Las figuras externas, aunque necesarias en algunos casos específicos, se convierten fácilmente en una forma perfecta de inmunidad, una pantalla que los responsables usan para protegerse del contagio de las relaciones y de la "herida del otro". Además, mientras que el mundo de las grandes empresas globales ya está sintiendo la insuficiencia de estos contratos externos (lo veremos), las organizaciones no económicas descubren estos instrumentos con retraso y los viven como una gran novedad de salvación. También en este caso se producen fenómenos de dumping hacia los "pobres": estemos atentos a que el mundo de lo social y de las iglesias no se vuelva pronto un nuevo mercado de refugio para las empresas de consultoría que buscan nuevos mercados porque se están agotando los viejos...

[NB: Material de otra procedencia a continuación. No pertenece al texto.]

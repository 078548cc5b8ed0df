use serde::Deserialize;
use std::time::Duration;

/// Main configuration structure for Fenceline
#[derive(Debug, Clone, Deserialize)]
pub struct Config {
    pub coordination: CoordinationConfig,
    pub storage: StorageConfig,
    #[serde(default)]
    pub queue: QueueConfig,
    #[serde(default)]
    pub scheduler: SchedulerConfig,
    #[serde(default)]
    pub validator: ValidatorConfig,
    #[serde(default)]
    pub worker: WorkerConfig,
    #[serde(default, rename = "source")]
    pub sources: Vec<SourceEntry>,
    #[serde(default, rename = "generation")]
    pub generations: Vec<GenerationEntry>,
}

/// Coordination cache configuration
#[derive(Debug, Clone, Deserialize)]
pub struct CoordinationConfig {
    /// Path to the SQLite file shared by every process as the coordination cache
    #[serde(rename = "cache-path")]
    pub cache_path: String,

    /// TTL of the liveness signal; must exceed the worst task hand-off latency
    #[serde(rename = "liveness-ttl-secs", default = "default_liveness_ttl")]
    pub liveness_ttl_secs: u64,

    /// TTL of the advisory locks around fence creation and validation
    #[serde(rename = "lock-timeout-secs", default = "default_lock_timeout")]
    pub lock_timeout_secs: u64,

    /// TTL of the per-role heartbeat keys
    #[serde(rename = "heartbeat-ttl-secs", default = "default_heartbeat_ttl")]
    pub heartbeat_ttl_secs: u64,
}

impl CoordinationConfig {
    pub fn liveness_ttl(&self) -> Duration {
        Duration::from_secs(self.liveness_ttl_secs)
    }

    pub fn lock_timeout(&self) -> Duration {
        Duration::from_secs(self.lock_timeout_secs)
    }

    pub fn heartbeat_ttl(&self) -> Duration {
        Duration::from_secs(self.heartbeat_ttl_secs)
    }
}

/// Durable storage configuration
#[derive(Debug, Clone, Deserialize)]
pub struct StorageConfig {
    /// Path to the SQLite database holding sources and run attempts
    #[serde(rename = "database-path")]
    pub database_path: String,

    /// Directory of the file-backed checkpoint store
    #[serde(rename = "checkpoint-dir")]
    pub checkpoint_dir: String,

    /// Ceiling on a serialized checkpoint, in bytes
    #[serde(rename = "checkpoint-size-limit", default = "default_checkpoint_limit")]
    pub checkpoint_size_limit: usize,

    /// Checkpoints of attempts older than this are deleted
    #[serde(rename = "checkpoint-retention-days", default = "default_retention_days")]
    pub checkpoint_retention_days: u32,
}

/// Task queue configuration
#[derive(Debug, Clone, Deserialize)]
pub struct QueueConfig {
    /// Path to the SQLite database used as the task broker
    #[serde(rename = "database-path", default = "default_queue_path")]
    pub database_path: String,

    /// Queue indexing tasks are sent to
    #[serde(default = "default_queue_name")]
    pub name: String,

    /// Reserved tasks older than this are handed out again
    #[serde(rename = "visibility-timeout-secs", default = "default_visibility_timeout")]
    pub visibility_timeout_secs: u64,
}

impl Default for QueueConfig {
    fn default() -> Self {
        Self {
            database_path: default_queue_path(),
            name: default_queue_name(),
            visibility_timeout_secs: default_visibility_timeout(),
        }
    }
}

/// Run scheduler configuration
#[derive(Debug, Clone, Deserialize)]
pub struct SchedulerConfig {
    /// Seconds between scheduling passes
    #[serde(rename = "beat-interval-secs", default = "default_beat_interval")]
    pub beat_interval_secs: u64,

    /// Consecutive failed attempts before a source enters repeated-error mode
    #[serde(rename = "repeated-error-threshold", default = "default_error_threshold")]
    pub repeated_error_threshold: usize,

    /// Overlap subtracted from the last successful window end
    #[serde(rename = "poll-offset-minutes", default = "default_poll_offset")]
    pub poll_offset_minutes: i64,

    /// Skip refresh runs against the present generation while a future one builds
    #[serde(rename = "disable-update-on-swap", default)]
    pub disable_update_on_swap: bool,
}

impl Default for SchedulerConfig {
    fn default() -> Self {
        Self {
            beat_interval_secs: default_beat_interval(),
            repeated_error_threshold: default_error_threshold(),
            poll_offset_minutes: default_poll_offset(),
            disable_update_on_swap: false,
        }
    }
}

/// Run validator configuration
#[derive(Debug, Clone, Deserialize)]
pub struct ValidatorConfig {
    /// Seconds between validation sweeps
    #[serde(rename = "interval-secs", default = "default_validator_interval")]
    pub interval_secs: u64,
}

impl Default for ValidatorConfig {
    fn default() -> Self {
        Self {
            interval_secs: default_validator_interval(),
        }
    }
}

/// Indexing worker configuration
#[derive(Debug, Clone, Deserialize)]
pub struct WorkerConfig {
    /// Concurrent sub-workers for partitionable stages
    #[serde(rename = "max-crawl-workers", default = "default_crawl_workers")]
    pub max_crawl_workers: usize,

    /// Items yielded between checkpoint persists
    #[serde(rename = "checkpoint-every", default = "default_checkpoint_every")]
    pub checkpoint_every: usize,

    /// How long the task waits for the scheduler to fill the fence payload
    #[serde(rename = "fence-wait-timeout-secs", default = "default_fence_wait")]
    pub fence_wait_timeout_secs: u64,

    /// Wall-clock limit for one attempt
    #[serde(rename = "hard-timeout-secs", default = "default_hard_timeout")]
    pub hard_timeout_secs: u64,

    /// Scoped failures tolerated before the failure ratio is checked
    #[serde(rename = "failure-threshold", default = "default_failure_threshold")]
    pub failure_threshold: u64,

    /// Ratio of failures to processed items that aborts a run
    #[serde(rename = "failure-ratio", default = "default_failure_ratio")]
    pub failure_ratio: f64,

    /// Directory receiving the JSONL document output
    #[serde(rename = "output-dir", default = "default_output_dir")]
    pub output_dir: String,

    #[serde(rename = "retry-max-attempts", default = "default_retry_attempts")]
    pub retry_max_attempts: u32,

    #[serde(rename = "retry-base-delay-ms", default = "default_retry_base_delay")]
    pub retry_base_delay_ms: u64,

    #[serde(rename = "retry-max-delay-ms", default = "default_retry_max_delay")]
    pub retry_max_delay_ms: u64,
}

impl Default for WorkerConfig {
    fn default() -> Self {
        Self {
            max_crawl_workers: default_crawl_workers(),
            checkpoint_every: default_checkpoint_every(),
            fence_wait_timeout_secs: default_fence_wait(),
            hard_timeout_secs: default_hard_timeout(),
            failure_threshold: default_failure_threshold(),
            failure_ratio: default_failure_ratio(),
            output_dir: default_output_dir(),
            retry_max_attempts: default_retry_attempts(),
            retry_base_delay_ms: default_retry_base_delay(),
            retry_max_delay_ms: default_retry_max_delay(),
        }
    }
}

/// A data source to keep indexed
#[derive(Debug, Clone, Deserialize)]
pub struct SourceEntry {
    /// Human-readable name, unique per config
    pub name: String,

    /// Connector implementation (e.g., "directory")
    pub connector: String,

    /// Credential identifier; with the connector it forms the source identity
    pub credential: String,

    /// Root the connector crawls
    pub root: String,

    /// Seconds between refresh runs; absent means index once
    #[serde(rename = "refresh-freq-secs")]
    pub refresh_freq_secs: Option<u64>,

    #[serde(default)]
    pub paused: bool,
}

/// A downstream index generation
#[derive(Debug, Clone, Deserialize)]
pub struct GenerationEntry {
    pub id: i64,

    /// "present", "future" or "past"
    pub status: String,
}

fn default_liveness_ttl() -> u64 {
    300
}

fn default_lock_timeout() -> u64 {
    30
}

fn default_heartbeat_ttl() -> u64 {
    600
}

fn default_checkpoint_limit() -> usize {
    200 * 1024 * 1024
}

fn default_retention_days() -> u32 {
    7
}

fn default_queue_path() -> String {
    "./fenceline-queue.db".to_string()
}

fn default_queue_name() -> String {
    "connector_indexing".to_string()
}

fn default_visibility_timeout() -> u64 {
    6 * 60 * 60
}

fn default_beat_interval() -> u64 {
    15
}

fn default_error_threshold() -> usize {
    5
}

fn default_poll_offset() -> i64 {
    5
}

fn default_validator_interval() -> u64 {
    60
}

fn default_crawl_workers() -> usize {
    4
}

fn default_checkpoint_every() -> usize {
    10
}

fn default_fence_wait() -> u64 {
    60
}

fn default_hard_timeout() -> u64 {
    6 * 60 * 60
}

fn default_failure_threshold() -> u64 {
    3
}

fn default_failure_ratio() -> f64 {
    0.1
}

fn default_output_dir() -> String {
    "./output".to_string()
}

fn default_retry_attempts() -> u32 {
    5
}

fn default_retry_base_delay() -> u64 {
    200
}

fn default_retry_max_delay() -> u64 {
    30_000
}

En las próximas semanas nos plantearemos otras preguntas: ¿dónde se encuentra, en la relación entre directivos y consultores, la frontera entre acompañamiento y sustitución? ¿Los modelos y teorías externas son suficientemente subsidiarios, es decir, surgen de la escucha y de la vida que existe ya en esa empresa antes de intentar mejorarla? ¿Y si una relación imperfecta pero interna fuese más generativa y humana que una menos imperfecta pero externa? ¿Estamos seguros de que las virtudes más importantes pueden ser creadas y cuidadas por el mercado, o tal vez siguen necesitando hoy ese ingrediente esencial llamado gratuidad?